Bab 5: Merelakan yang Ambyar
Pada akhirnya, Arjuna memutuskan untuk berdamai dengan dirinya sendiri. Ia menulis surat yang tak pernah ia kirimkan kepada Sinta, hanya untuk meluapkan isi hatinya. Dalam surat itu, ia menulis:

"Sinta, mungkin aku terlambat menyadari bahwa perpisahan kita adalah yang terbaik. Aku ingin kau tahu, aku pernah mencintaimu dengan seluruh hatiku, dan kini aku belajar untuk melepaskanmu.

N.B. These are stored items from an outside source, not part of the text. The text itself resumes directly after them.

use sha2::{Digest, Sha256};

use crate::CryptoError;

/// Previous-hash of the genesis block: 64 zero hex chars.
pub const ZERO_HASH: &str = "0000000000000000000000000000000000000000000000000000000000000000";

/// The bootstrap funding account.  This address has no key pair; it can only
/// be spent through bootstrap transfers that bypass signature verification.
pub const GENESIS_ADDRESS: &str =
    "0x0000000000000000000000000000000000000000000000000000000000000000";

/// SHA-256 digest surfaced as lowercase hex.
pub fn sha256_hex(bytes: &[u8]) -> String {
    hex::encode(Sha256::digest(bytes))
}

/// Derive the account address for a hex-encoded public key:
/// `"0x" + sha256(public_key_bytes)`.
pub fn derive_address(public_key_hex: &str) -> Result<String, CryptoError> {
    let bytes = hex::decode(public_key_hex)?;
    Ok(format!("0x{}", sha256_hex(&bytes)))
}

#[cfg(test)]
mod tests {
    use super::*;

    #[test]
    fn sha256_hex_is_lowercase_and_64_chars() {
        let digest = sha256_hex(b"pulse");
        assert_eq!(digest.len(), 64);
        assert_eq!(digest, digest.to_lowercase());
    }

    #[test]
    fn derive_address_prefixes_and_hashes() {
        let public = hex::encode([7u8; 32]);
        let addr = derive_address(&public).unwrap();
        assert!(addr.starts_with("0x"));
        assert_eq!(addr.len(), 66);
        assert_eq!(addr[2..], sha256_hex(&[7u8; 32]));
    }

    #[test]
    fn derive_address_rejects_bad_hex() {
        assert!(derive_address("not-hex").is_err());
    }

    #[test]
    fn genesis_address_is_zero_hash_with_prefix() {
        assert_eq!(GENESIS_ADDRESS, format!("0x{ZERO_HASH}"));
    }
}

Aku harap kau bahagia, meski bukan denganku."

Setelah menulis surat itu, Arjuna merasa beban di pundaknya perlahan menghilang. Ia tahu, rindu yang ambyar ini hanya bisa disembuhkan dengan merelakan.

Di depot bakso itu, rindu yang lama terkubur memang kembali menyala. Tapi Arjuna tahu, ada perasaan yang harus ia simpan sebagai kenangan, bukan sebagai harapan.